A recent study showed that people who quit cigarette smoking and then started using electronic cigarettes were just as likely to return to traditional tobacco cigarettes as people who switched to nicotine gum and other products.

Quitting tobacco completely was the most effective strategy. Overall, use of e-cigarettes or another tobacco product was associated with an 8.5% greater chance that a recent quitter would smoke again, compared to people who went “cold turkey.”

The study was published Oct. 19 in JAMA Network Open.

Interestingly, the findings come the week after the FDA announced its first e-cigarette authorization for three Vuse tobacco-flavored vaping products. Data from manufacturer R.J. Reynolds showed the products “could benefit addicted adult smokers who switch to these products — either completely or with a significant reduction in cigarette consumption — by reducing their exposure to harmful chemicals,” the FDA said in a news release.

Electronic Cessation?

“We were very surprised by the FDA’s permission to allow some e-cigarettes to be marketed to help smokers quit,” said John P. Pierce, PhD, lead author of the smoking relapse study.

The current paper asks a different question about e-cigarettes, compared to two previous studies by Pierce and colleagues. A December 2020 study evaluated e-cigarettes as a long-term aid to quit smoking. Another study, in September 2020, compared the use of e-cigarettes, other aids, and quitting tobacco cold turkey.

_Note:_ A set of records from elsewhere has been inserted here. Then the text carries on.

//! FILENAME: pivot-engine/src/lib.rs
//! Pivot subsystem for segment analysis.
//!
//! This crate groups the records of a `segment_engine::Dataset` along row
//! and column dimensions and evaluates named metrics per group. It depends on
//! `segment-engine` for the catalog, bucket rules and filters.
//!
//! Layers:
//! - `definition`: Serializable configuration (what the pivot IS)
//! - `metrics`: Metric registry and evaluation plans (WHAT we compute)
//! - `engine`: Calculation engine (HOW we group)
//! - `view`: Results, value grids and comparisons (WHAT we display)
//! - `insights`: Per-segment and per-period field distributions
//! - `session`: Per-user state with latest-wins recomputation

pub mod definition;
pub mod engine;
pub mod insights;
pub mod metrics;
pub mod session;
pub mod view;

pub use definition::*;
pub use engine::{axis_label, compute_pivot, validate_spec, PivotCalculator, ALL_LABEL, LABEL_SEPARATOR};
pub use insights::{period_metrics, segment_insights, FieldSummary, PeriodMetrics, SegmentInsight};
pub use metrics::{GroupAccumulator, MetricPlan, MetricRegistry, MetricValues, COUNT_METRIC};
pub use session::{PivotOutcome, PivotRequest, Revision, Session, Submission, MEMO_CAPACITY};
pub use view::{compare, ComparisonCell, PivotComparison, PivotResult, ValueGrid};
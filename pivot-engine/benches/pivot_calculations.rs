use chrono::{Duration, NaiveDate};
use criterion::{black_box, criterion_group, criterion_main, BenchmarkId, Criterion, Throughput};
use pivot_engine::{compute_pivot, MetricRegistry, PivotContext, PivotSpec};
use segment_engine::{
    bucket_preset, BucketRule, DateGranularity, Dataset, DimensionCatalog, DimensionDef,
    DimensionType, Filter, Record, Schema,
};

const DEVICES: &[&str] = &["Mobile", "Desktop", "Tablet"];
const COUNTRIES: &[&str] = &["US", "UK", "DE", "FR", "CA", "AU"];
const TIERS: &[&str] = &["Bronze", "Silver", "Gold", "Platinum"];

fn build_dataset(rows: usize) -> Dataset {
    let schema = Schema::new(vec![
        DimensionDef::new("age", DimensionType::Numeric),
        DimensionDef::new("ltv", DimensionType::Numeric),
        DimensionDef::new("total_revenue", DimensionType::Numeric),
        DimensionDef::new("total_orders", DimensionType::Numeric),
        DimensionDef::new("is_retained", DimensionType::Boolean),
        DimensionDef::new("device_type", DimensionType::Categorical),
        DimensionDef::new("country", DimensionType::Categorical),
        DimensionDef::new("loyalty_tier", DimensionType::Categorical),
        DimensionDef::new("signup_date", DimensionType::Date),
    ])
    .unwrap();
    let start = NaiveDate::from_ymd_opt(2022, 1, 1).unwrap();

    // Deterministic spread: every 50th user has no age.
    let records = (0..rows)
        .map(|i| {
            let age = if i % 50 == 0 { None } else { Some(18 + (i * 7) % 62) };
            let orders = (i * 13) % 40;
            Record::new()
                .with("age", age.map(|a| a as i64))
                .with("ltv", ((i * 37) % 5000) as f64)
                .with("total_revenue", (orders * 45 + i % 90) as f64)
                .with("total_orders", orders as i64)
                .with("is_retained", i % 3 != 0)
                .with("device_type", DEVICES[i % DEVICES.len()])
                .with("country", COUNTRIES[(i / 7) % COUNTRIES.len()])
                .with("loyalty_tier", TIERS[(i / 11) % TIERS.len()])
                .with("signup_date", start + Duration::days((i % 1000) as i64))
        })
        .collect();
    Dataset::load(records, schema).unwrap()
}

fn bench_pivot(c: &mut Criterion) {
    let mut group = c.benchmark_group("compute_pivot");

    for rows in [10_000usize, 100_000] {
        let dataset = build_dataset(rows);
        let catalog = DimensionCatalog::from_schema(dataset.schema());
        let context = PivotContext::new(MetricRegistry::standard())
            .with_rule(bucket_preset(&dataset, "age", "Fine Grained").unwrap())
            .unwrap()
            .with_rule(BucketRule::date_granularity("signup_date", DateGranularity::Quarter).unwrap())
            .unwrap();
        let spec = PivotSpec::new(["age", "device_type"], ["signup_date"])
            .metric("Count")
            .metric("Avg LTV")
            .metric("Avg AOV");

        group.throughput(Throughput::Elements(rows as u64));

        group.bench_with_input(BenchmarkId::new("unfiltered", rows), &rows, |b, _| {
            b.iter(|| compute_pivot(black_box(&dataset), &context, &spec).unwrap())
        });

        let filtered = context.clone().with_filter(
            Filter::parse("country in ('US', 'UK') AND total_orders > 5", &catalog).unwrap(),
        );
        group.bench_with_input(BenchmarkId::new("filtered", rows), &rows, |b, _| {
            b.iter(|| compute_pivot(black_box(&dataset), &filtered, &spec).unwrap())
        });

        let dense = spec.clone().show_empty(true);
        group.bench_with_input(BenchmarkId::new("show_empty", rows), &rows, |b, _| {
            b.iter(|| compute_pivot(black_box(&dataset), &context, &dense).unwrap())
        });
    }

    group.finish();
}

fn bench_filter(c: &mut Criterion) {
    let dataset = build_dataset(100_000);
    let catalog = DimensionCatalog::from_schema(dataset.schema());

    c.bench_function("filter_parse", |b| {
        b.iter(|| {
            Filter::parse(
                black_box("(age >= 18 AND age <= 35) OR loyalty_tier in ('Gold', 'Platinum')"),
                &catalog,
            )
            .unwrap()
        })
    });

    let filter = Filter::parse("age > 25 AND ltv < 3000 AND device_type != 'Tablet'", &catalog).unwrap();
    c.bench_function("filter_select_100k", |b| {
        b.iter(|| filter.select(black_box(&dataset)))
    });
}

criterion_group!(benches, bench_pivot, bench_filter);
criterion_main!(benches);
impl BucketRule {
    /// Validates the rule definition on its own. Use `define_bucket_rule` to
    /// also check it against the catalog.
    pub fn new(dimension: impl Into<String>, kind: BucketKind) -> SegmentResult<Self> {
        let dimension = dimension.into();
        let mut members = FxHashMap::default();

        match &kind {
            BucketKind::NumericRange { ranges } => validate_ranges(&dimension, ranges)?,
            BucketKind::CategoricalGroup { groups } => {
                if groups.is_empty() {
                    return Err(SegmentError::config_for(
                        &dimension,
                        "Categorical grouping needs at least one group",
                    ));
                }
                validate_labels(&dimension, groups.iter().map(|g| g.label.as_str()))?;
                for (i, group) in groups.iter().enumerate() {
                    for member in &group.members {
                        if members.insert(member.clone(), i).is_some() {
                            return Err(SegmentError::config_for(
                                &dimension,
                                format!("Value '{}' is mapped more than once", member),
                            ));
                        }
                    }
                }
            }
            BucketKind::DateGranularity { .. } => {}
        }

        debug!(target: "BUCKET", "Defined {} rule for '{}'", kind.name(), dimension);
        Ok(BucketRule {
            dimension,
            kind,
            members,
        })
    }

    pub fn numeric_ranges(dimension: impl Into<String>, ranges: Vec<NumericRange>) -> SegmentResult<Self> {
        BucketRule::new(dimension, BucketKind::NumericRange { ranges })
    }

    pub fn categorical_groups(dimension: impl Into<String>, groups: Vec<CategoryGroup>) -> SegmentResult<Self> {
        BucketRule::new(dimension, BucketKind::CategoricalGroup { groups })
    }

    pub fn date_granularity(dimension: impl Into<String>, granularity: DateGranularity) -> SegmentResult<Self> {
        BucketRule::new(dimension, BucketKind::DateGranularity { granularity })
    }

    /// Custom ranges `[b0,b1), [b1,b2), ...`. Default labels read `"b0-b1"`.
    pub fn from_breakpoints(
        dimension: impl Into<String>,
        breakpoints: &[f64],
        labels: Option<Vec<String>>,
    ) -> SegmentResult<Self> {
        let dimension = dimension.into();
        if breakpoints.len() < 2 {
            return Err(SegmentError::config_for(
                &dimension,
                "At least two breakpoints are required",
            ));
        }
        let labels = match labels {
            Some(labels) if labels.len() == breakpoints.len() - 1 => labels,
            Some(labels) => {
                return Err(SegmentError::config_for(
                    &dimension,
                    format!(
                        "{} breakpoints need {} labels, got {}",
                        breakpoints.len(),
                        breakpoints.len() - 1,
                        labels.len()
                    ),
                ))
            }
            None => breakpoints
                .windows(2)
                .map(|w| format!("{}-{}", format_number(w[0]), format_number(w[1])))
                .collect(),
        };
        let ranges = breakpoints
            .windows(2)
            .zip(labels)
            .map(|(w, label)| NumericRange::bounded(w[0], w[1], label))
            .collect();
        BucketRule::numeric_ranges(dimension, ranges)
    }

    /// Equal-width bins from `start` to `end`, plus open overflow buckets on
    /// both sides. The last bin is clipped at `end`.
    pub fn equal_width(dimension: impl Into<String>, start: f64, end: f64, interval: f64) -> SegmentResult<Self> {
        let dimension = dimension.into();
        if !(start.is_finite() && end.is_finite() && interval.is_finite()) {
            return Err(SegmentError::config_for(
                &dimension,
                format!(
                    "Equal-width binning needs finite bounds and interval (got {}..{} by {})",
                    start, end, interval
                ),
            ));
        }
        if !(interval > 0.0) || !(start < end) {
            return Err(SegmentError::config_for(
                &dimension,
                format!(
                    "Equal-width binning needs start < end and a positive interval (got {}..{} by {})",
                    start, end, interval
                ),
            ));
        }

        let bins = ((end - start) / interval).ceil();
        if !(bins <= MAX_EQUAL_WIDTH_BINS as f64) {
            return Err(SegmentError::config_for(
                &dimension,
                format!(
                    "Equal-width binning of {}..{} by {} needs {} bins, at most {} are allowed",
                    start, end, interval, bins, MAX_EQUAL_WIDTH_BINS
                ),
            ));
        }
        let bin_count = bins as usize;
        let mut ranges = Vec::with_capacity(bin_count + 2);
        ranges.push(NumericRange::new(None, Some(start), format!("<{}", format_number(start))));
        for bin_idx in 0..bin_count {
            let bin_start = start + (bin_idx as f64) * interval;
            let bin_end = (bin_start + interval).min(end);
            let label = if bin_start.fract() == 0.0 && bin_end.fract() == 0.0 {
                if bin_end - bin_start == 1.0 {
                    format!("{}", bin_start as i64)
                } else {
                    format!("{}-{}", bin_start as i64, (bin_end - 1.0) as i64)
                }
            } else {
                format!("{:.2}-{:.2}", bin_start, bin_end)
            };
            ranges.push(NumericRange::bounded(bin_start, bin_end, label));
        }
        ranges.push(NumericRange::new(Some(end), None, format!(">={}", format_number(end))));

        BucketRule::numeric_ranges(dimension, ranges)
    }

    /// Quantile bins computed from the dataset's present values. The number
    /// of bins is the number of labels; outer bounds are open so the rule
    /// covers every number.
    pub fn quantiles(dataset: &Dataset, dimension: &str, labels: &[&str]) -> SegmentResult<Self> {
        let declared = dataset
            .schema()
            .get(dimension)
            .ok_or_else(|| SegmentError::unknown_dimension(dimension))?
            .dimension_type;
        if declared != DimensionType::Numeric {
            return Err(SegmentError::config_for(
                dimension,
                format!("Quantile bins need a numeric dimension, '{}' is {}", dimension, declared),
            ));
        }
        if labels.is_empty() {
            return Err(SegmentError::config_for(dimension, "Quantile bins need at least one label"));
        }

        let mut values: Vec<f64> = dataset
            .column(dimension)?
            .filter_map(|v| match v {
                Value::Number(n) if !n.is_nan() => Some(*n),
                _ => None,
            })
            .collect();
        if values.is_empty() {
            return Err(SegmentError::config_for(
                dimension,
                "Quantile bins need at least one present value",
            ));
        }
        values.sort_by(f64::total_cmp);

        let q = labels.len();
        let cuts: Vec<f64> = (1..q)
            .filter_map(|k| quantile(&values, k as f64 / q as f64))
            .collect();
        if cuts.windows(2).any(|w| w[0] >= w[1]) {
            return Err(SegmentError::config_for(
                dimension,
                format!("Quantile cut points for '{}' are not distinct", dimension),
            ));
        }

        let ranges = labels
            .iter()
            .enumerate()
            .map(|(i, label)| {
                let lower = if i == 0 { None } else { Some(cuts[i - 1]) };
                let upper = cuts.get(i).copied();
                NumericRange::new(lower, upper, *label)
            })
            .collect();
        BucketRule::numeric_ranges(dimension, ranges)
    }

    pub fn dimension(&self) -> &str {
        &self.dimension
    }

    pub fn kind(&self) -> &BucketKind {
        &self.kind
    }

    pub fn to_definition(&self) -> BucketRuleDefinition {
        BucketRuleDefinition {
            dimension: self.dimension.clone(),
            kind: self.kind.clone(),
        }
    }

    /// Maps a value to its label. Total: never fails.
    pub fn apply(&self, value: &Value) -> String {
        self.bucket(value).label
    }

    /// Maps a value to its bucket (label plus axis order key).
    pub fn bucket(&self, value: &Value) -> Bucket {
        if value.is_missing() {
            return Bucket::missing();
        }

        match &self.kind {
            BucketKind::NumericRange { ranges } => match value {
                Value::Number(n) if !n.is_nan() => ranges
                    .iter()
                    .position(|r| r.contains(*n))
                    .map(|i| Bucket::declared(i as i64, ranges[i].label.as_str()))
                    .unwrap_or_else(|| Bucket::fallback(UNSPECIFIED_LABEL)),
                _ => Bucket::fallback(UNSPECIFIED_LABEL),
            },
            BucketKind::CategoricalGroup { groups } => match self.members.get(&value.label()) {
                Some(&i) => Bucket::declared(i as i64, groups[i].label.as_str()),
                None => Bucket::fallback(OTHER_LABEL),
            },
            BucketKind::DateGranularity { granularity } => match value {
                Value::Date(d) => {
                    let (label, order) = granularity.period(*d);
                    Bucket::declared(order, label)
                }
                _ => Bucket::fallback(UNSPECIFIED_LABEL),
            },
        }
    }

    /// Declared buckets in declaration order. Date rules declare none; their
    /// periods come from the data.
    pub fn declared_buckets(&self) -> Vec<Bucket> {
        match &self.kind {
            BucketKind::NumericRange { ranges } => ranges
                .iter()
                .enumerate()
                .map(|(i, r)| Bucket::declared(i as i64, r.label.as_str()))
                .collect(),
            BucketKind::CategoricalGroup { groups } => groups
                .iter()
                .enumerate()
                .map(|(i, g)| Bucket::declared(i as i64, g.label.as_str()))
                .collect(),
            BucketKind::DateGranularity { .. } => Vec::new(),
        }
    }

    pub fn declared_labels(&self) -> Vec<String> {
        self.declared_buckets().into_iter().map(|b| b.label).collect()
    }
}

But “none of our work has been able to find a benefit to using e-cigarettes for cessation,” said Pierce, a professor emeritus in the Department of Family Medicine and Public Health at the University of California, San Diego.

So the researchers decided to test if people who already quit smoking were more likely to go back to smoking within 1 year — to relapse — if they switched to e-cigarettes, a product like nicotine patches, or just quit altogether.

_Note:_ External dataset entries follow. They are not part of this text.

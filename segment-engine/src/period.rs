//! FILENAME: segment-engine/src/period.rs
//! PURPOSE: Trailing analysis periods (last 7, 30 or 90 days, all time).
//! CONTEXT: A period window keeps the rows whose date dimension falls on or
//! after `reference - days`. The reference date is supplied by the caller,
//! so filtering never reads the clock and stays reproducible.

use crate::catalog::DimensionCatalog;
use crate::error::{SegmentError, SegmentResult};
use crate::filter::Filter;
use crate::value::DimensionType;
use chrono::{Duration, NaiveDate};
use serde::{Deserialize, Serialize};

/// A trailing window length.
#[derive(Debug, Clone, Copy, PartialEq, Eq, Hash, Default, Serialize, Deserialize)]
pub enum AnalysisPeriod {
    #[serde(rename = "L7D")]
    Last7Days,
    #[default]
    #[serde(rename = "L30D")]
    Last30Days,
    #[serde(rename = "L90D")]
    Last90Days,
    #[serde(rename = "All Time")]
    AllTime,
}

impl AnalysisPeriod {
    /// Every period, in menu order.
    pub const ALL: [AnalysisPeriod; 4] = [
        AnalysisPeriod::Last30Days,
        AnalysisPeriod::Last7Days,
        AnalysisPeriod::Last90Days,
        AnalysisPeriod::AllTime,
    ];

    pub fn label(&self) -> &'static str {
        match self {
            AnalysisPeriod::Last7Days => "L7D",
            AnalysisPeriod::Last30Days => "L30D",
            AnalysisPeriod::Last90Days => "L90D",
            AnalysisPeriod::AllTime => "All Time",
        }
    }

    pub fn from_label(label: &str) -> Option<Self> {
        AnalysisPeriod::ALL.into_iter().find(|p| p.label() == label)
    }

    /// Window length in days; `None` for all time.
    pub fn days(&self) -> Option<i64> {
        match self {
            AnalysisPeriod::Last7Days => Some(7),
            AnalysisPeriod::Last30Days => Some(30),
            AnalysisPeriod::Last90Days => Some(90),
            AnalysisPeriod::AllTime => None,
        }
    }

    /// First date inside the window ending at `reference`.
    pub fn cutoff(&self, reference: NaiveDate) -> Option<NaiveDate> {
        reference.checked_sub_signed(Duration::days(self.days()?))
    }
}

/// A period applied to one date dimension.
#[derive(Debug, Clone, PartialEq, Eq, Hash, Serialize, Deserialize)]
#[serde(rename_all = "camelCase")]
pub struct PeriodWindow {
    pub dimension: String,
    #[serde(default)]
    pub period: AnalysisPeriod,
    pub reference: NaiveDate,
}

impl PeriodWindow {
    pub fn new(dimension: impl Into<String>, period: AnalysisPeriod, reference: NaiveDate) -> Self {
        PeriodWindow {
            dimension: dimension.into(),
            period,
            reference,
        }
    }

    /// Compiles the window into a filter. The dimension must be a date.
    pub fn to_filter(&self, catalog: &DimensionCatalog) -> SegmentResult<Filter> {
        let found = catalog.dimension_type(&self.dimension)?;
        if found != DimensionType::Date {
            return Err(SegmentError::TypeMismatch {
                dimension: self.dimension.clone(),
                expected: DimensionType::Date.name().to_string(),
                found: found.name().to_string(),
                position: None,
            });
        }

        match self.period.cutoff(self.reference) {
            Some(cutoff) => Filter::parse(
                &format!("`{}` >= '{}'", self.dimension, cutoff.format("%Y-%m-%d")),
                catalog,
            ),
            None => Ok(Filter::all()),
        }
    }
}
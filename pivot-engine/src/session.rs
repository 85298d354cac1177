//! FILENAME: pivot-engine/src/session.rs
//! PURPOSE: Per-user analysis session: dataset handle, catalog, metric
//! registry, active configuration and last result.
//! CONTEXT: The rendering layer submits configurations as the user edits
//! them. Each submission gets a new revision; a computation finished for an
//! older revision is discarded so the latest configuration always wins.
//! Results are memoized by (dataset id, serialized configuration).

use crate::definition::{MetricDef, PivotContext, PivotRequestDefinition, PivotSpec};
use crate::engine::compute_pivot;
use crate::metrics::MetricRegistry;
use crate::view::PivotResult;
use log::{debug, info, warn};
use rustc_hash::{FxHashMap, FxHasher};
use segment_engine::{Dataset, DatasetId, DimensionCatalog, SegmentError, SegmentResult};
use std::collections::VecDeque;
use std::hash::{Hash, Hasher};
use std::sync::Arc;

/// Monotonically increasing configuration number within a session.
pub type Revision = u64;

/// Most results a session keeps memoized; the oldest entry is evicted first.
pub const MEMO_CAPACITY: usize = 32;

type MemoKey = u64;

/// Memoized results in insertion order.
#[derive(Debug, Default)]
struct Memo {
    results: FxHashMap<MemoKey, Arc<PivotResult>>,
    order: VecDeque<MemoKey>,
}

impl Memo {
    fn get(&self, key: &MemoKey) -> Option<&Arc<PivotResult>> {
        self.results.get(key)
    }

    fn insert(&mut self, key: MemoKey, result: Arc<PivotResult>) {
        if self.results.insert(key, result).is_some() {
            return;
        }
        self.order.push_back(key);
        while self.order.len() > MEMO_CAPACITY {
            if let Some(oldest) = self.order.pop_front() {
                self.results.remove(&oldest);
            }
        }
    }

    fn len(&self) -> usize {
        self.results.len()
    }

    fn clear(&mut self) {
        self.results.clear();
        self.order.clear();
    }
}

fn memo_key(dataset: DatasetId, definition: &PivotRequestDefinition) -> SegmentResult<MemoKey> {
    let json = serde_json::to_string(definition)
        .map_err(|e| SegmentError::computation(format!("Cannot serialize pivot request: {}", e)))?;
    let mut hasher = FxHasher::default();
    dataset.hash(&mut hasher);
    json.hash(&mut hasher);
    Ok(hasher.finish())
}

// ============================================================================
// REQUESTS
// ============================================================================

/// A validated computation detached from its session. Owns everything it
/// needs, so it can run on any thread.
#[derive(Debug, Clone)]
pub struct PivotRequest {
    revision: Revision,
    key: MemoKey,
    dataset: Arc<Dataset>,
    context: PivotContext,
    spec: PivotSpec,
}

impl PivotRequest {
    pub fn revision(&self) -> Revision {
        self.revision
    }

    pub fn compute(self) -> SegmentResult<PivotOutcome> {
        let result = compute_pivot(&self.dataset, &self.context, &self.spec)?;
        Ok(PivotOutcome {
            revision: self.revision,
            key: self.key,
            result: Arc::new(result),
        })
    }
}

/// A finished computation waiting to be accepted by its session.
#[derive(Debug, Clone)]
pub struct PivotOutcome {
    revision: Revision,
    key: MemoKey,
    result: Arc<PivotResult>,
}

impl PivotOutcome {
    pub fn revision(&self) -> Revision {
        self.revision
    }

    pub fn result(&self) -> &Arc<PivotResult> {
        &self.result
    }
}

/// What `submit` hands back.
#[derive(Debug, Clone)]
pub enum Submission {
    /// Served from the memo; already the session's current result.
    Ready(Arc<PivotResult>),
    /// Needs computing; pass the outcome to `Session::accept`.
    Pending(PivotRequest),
}

// ============================================================================
// SESSION
// ============================================================================

#[derive(Debug)]
pub struct Session {
    dataset: Arc<Dataset>,
    catalog: DimensionCatalog,
    metrics: MetricRegistry,
    revision: Revision,
    definition: Option<PivotRequestDefinition>,
    result: Option<Arc<PivotResult>>,
    memo: Memo,
}

impl Session {
    pub fn new(dataset: Arc<Dataset>) -> Self {
        Session::with_metrics(dataset, MetricRegistry::new())
    }

    pub fn with_metrics(dataset: Arc<Dataset>, metrics: MetricRegistry) -> Self {
        let catalog = DimensionCatalog::from_schema(dataset.schema());
        info!(
            target: "SESSION",
            "Session opened on dataset {} ({} rows)",
            dataset.id(),
            dataset.len()
        );
        Session {
            dataset,
            catalog,
            metrics,
            revision: 0,
            definition: None,
            result: None,
            memo: Memo::default(),
        }
    }

    pub fn dataset(&self) -> &Arc<Dataset> {
        &self.dataset
    }

    pub fn catalog(&self) -> &DimensionCatalog {
        &self.catalog
    }

    pub fn metrics(&self) -> &MetricRegistry {
        &self.metrics
    }

    /// Revision of the latest submitted configuration.
    pub fn revision(&self) -> Revision {
        self.revision
    }

    /// The latest configuration that passed validation.
    pub fn definition(&self) -> Option<&PivotRequestDefinition> {
        self.definition.as_ref()
    }

    /// The result of the latest accepted computation.
    pub fn result(&self) -> Option<Arc<PivotResult>> {
        self.result.clone()
    }

    /// Registers a session-wide metric. Memoized results are dropped since
    /// metric names may now resolve differently.
    pub fn register_metric(&mut self, def: MetricDef) -> SegmentResult<()> {
        self.metrics.register(def)?;
        self.memo.clear();
        Ok(())
    }

    /// Replaces the dataset. Pending computations become stale.
    pub fn set_dataset(&mut self, dataset: Arc<Dataset>) {
        info!(
            target: "SESSION",
            "Dataset replaced: {} -> {}",
            self.dataset.id(),
            dataset.id()
        );
        self.catalog = DimensionCatalog::from_schema(dataset.schema());
        self.dataset = dataset;
        self.revision += 1;
        self.result = None;
        self.memo.clear();
    }

    /// Submits a new configuration. Validation errors come back immediately;
    /// the revision advances either way, so older pending computations are
    /// stale from here on.
    pub fn submit(&mut self, definition: PivotRequestDefinition) -> SegmentResult<Submission> {
        self.revision += 1;
        let (context, spec) = definition.validate(&self.catalog, &self.metrics)?;
        let key = memo_key(self.dataset.id(), &definition)?;
        self.definition = Some(definition);

        if let Some(result) = self.memo.get(&key) {
            debug!(target: "SESSION", "Revision {} served from memo", self.revision);
            self.result = Some(Arc::clone(result));
            return Ok(Submission::Ready(Arc::clone(result)));
        }

        Ok(Submission::Pending(PivotRequest {
            revision: self.revision,
            key,
            dataset: Arc::clone(&self.dataset),
            context,
            spec,
        }))
    }

    /// Number of memoized results.
    pub fn memo_len(&self) -> usize {
        self.memo.len()
    }

    /// Accepts a finished computation if it belongs to the latest revision.
    /// Stale outcomes are dropped without being memoized.
    pub fn accept(&mut self, outcome: PivotOutcome) -> bool {
        if outcome.revision != self.revision {
            warn!(
                target: "SESSION",
                "Discarded stale result for revision {} (latest is {})",
                outcome.revision,
                self.revision
            );
            return false;
        }
        info!(target: "SESSION", "Accepted result for revision {}", outcome.revision);
        self.memo.insert(outcome.key, Arc::clone(&outcome.result));
        self.result = Some(outcome.result);
        true
    }

    /// Submits and computes synchronously.
    pub fn compute(&mut self, definition: PivotRequestDefinition) -> SegmentResult<Arc<PivotResult>> {
        match self.submit(definition)? {
            Submission::Ready(result) => Ok(result),
            Submission::Pending(request) => {
                let outcome = request.compute()?;
                let result = Arc::clone(&outcome.result);
                self.accept(outcome);
                Ok(result)
            }
        }
    }
}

Almost 1 in 4 Quitters Switched to e-Cigarettes

Pierce and colleagues studied 13,604 cigarette smokers from the U.S. Population Assessment of Tobacco and Health study. At the first annual follow-up, 9.4% had recently quit.

Among that group of 1,228 recent quitters, 37% switched to a non-cigarette tobacco product, including 23% who switched to e-cigarettes. The remaining 63% stayed tobacco-free. Non-Hispanic whites, people who were most tobacco-dependent, and those with an annual income greater than $35,000 were more likely to switch to e-cigarettes.

To complicate matters, some people both smoke cigarettes and use e-cigarettes where smoking is not allowed. But that doesn’t count as the “harm reduction” aim of switching to a supposedly safer product, Pierce and colleagues say.

“The potential for harm reduction with e-cigarettes requires that those attempting to quit successfully switch completely away from cigarettes and not become dual-product users.”

A ‘Hotly Debated’ Topic

Meanwhile, the controversy of e-cigarettes as a way to quit smoking continues.

The question “continues to be hotly debated,” Terry F. Pechacek, PhD, writes in a commentary published with the study.

“These new results add to the growing body of evidence from randomized trials and observational studies examining the effect of switching to e-cigarettes on smoking cessation,” says Pechacek, a professor of health management and policy at Georgia State University in Atlanta.

The study, he says, “provides additional evidence suggesting that switching to e-cigarettes in a real world setting could result in higher relapse rates back to smoking.”